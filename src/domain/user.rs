//! User domain entity and related types.

use chrono::{DateTime, Utc};
use serde::{Deserialize, Serialize};
use utoipa::ToSchema;
use uuid::Uuid;

use super::Role;

/// Trim and lowercase an email address. Every lookup and write goes through this.
pub fn normalize_email(raw: &str) -> String {
    raw.trim().to_lowercase()
}

/// Regular user (customer or admin-flagged user)
#[derive(Debug, Clone, Serialize, Deserialize)]
pub struct User {
    pub id: Uuid,
    pub name: String,
    pub email: String,
    #[serde(skip_serializing)]
    pub password_hash: String,
    pub is_admin: bool,
    pub created_at: DateTime<Utc>,
    pub updated_at: DateTime<Utc>,
}

impl User {
    /// Role resolved from the admin flag
    pub fn role(&self) -> Role {
        Role::for_user(self.is_admin)
    }
}

/// Values for inserting a user. The password is already hashed.
#[derive(Debug, Clone, PartialEq)]
pub struct NewUser {
    pub name: String,
    pub email: String,
    pub password_hash: String,
    pub is_admin: bool,
}

/// Partial update. `None` leaves the field unchanged.
#[derive(Debug, Clone, Default, PartialEq)]
pub struct UserChanges {
    pub name: Option<String>,
    pub email: Option<String>,
    pub password_hash: Option<String>,
    pub is_admin: Option<bool>,
}

/// User response (safe to return to client)
#[derive(Debug, Clone, Serialize, ToSchema)]
#[serde(rename_all = "camelCase")]
pub struct UserResponse {
    /// Unique user identifier
    #[schema(example = "550e8400-e29b-41d4-a716-446655440000")]
    pub id: Uuid,
    /// Display name
    #[schema(example = "Jane Doe")]
    pub name: String,
    /// Lowercased email address
    #[schema(example = "jane@example.com")]
    pub email: String,
    /// Admin flag
    pub is_admin: bool,
    /// Account creation timestamp
    pub created_at: DateTime<Utc>,
}

impl From<User> for UserResponse {
    fn from(user: User) -> Self {
        Self {
            id: user.id,
            name: user.name,
            email: user.email,
            is_admin: user.is_admin,
            created_at: user.created_at,
        }
    }
}

#[cfg(test)]
mod tests {
    use super::*;

    #[test]
    fn test_normalize_email() {
        assert_eq!(normalize_email("  Jane.Doe@Example.COM "), "jane.doe@example.com");
    }

    #[test]
    fn test_role_from_admin_flag() {
        let mut user = User {
            id: Uuid::new_v4(),
            name: "Jane".into(),
            email: "jane@example.com".into(),
            password_hash: "hashed".into(),
            is_admin: false,
            created_at: Utc::now(),
            updated_at: Utc::now(),
        };
        assert_eq!(user.role(), Role::User);

        user.is_admin = true;
        assert_eq!(user.role(), Role::Admin);
    }

    #[test]
    fn test_response_hides_hash() {
        let user = User {
            id: Uuid::new_v4(),
            name: "Jane".into(),
            email: "jane@example.com".into(),
            password_hash: "secret-hash".into(),
            is_admin: true,
            created_at: Utc::now(),
            updated_at: Utc::now(),
        };
        let json = serde_json::to_string(&UserResponse::from(user.clone())).unwrap();
        assert!(!json.contains("secret-hash"));
        assert!(json.contains("\"isAdmin\":true"));

        let raw = serde_json::to_string(&user).unwrap();
        assert!(!raw.contains("secret-hash"));
    }
}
+++
**Work to be completed**
Copy out each line of the material in which the word "Deserialize" turns up.

**Expected answer**
use serde::{Deserialize, Serialize};
#[derive(Debug, Clone, Serialize, Deserialize)]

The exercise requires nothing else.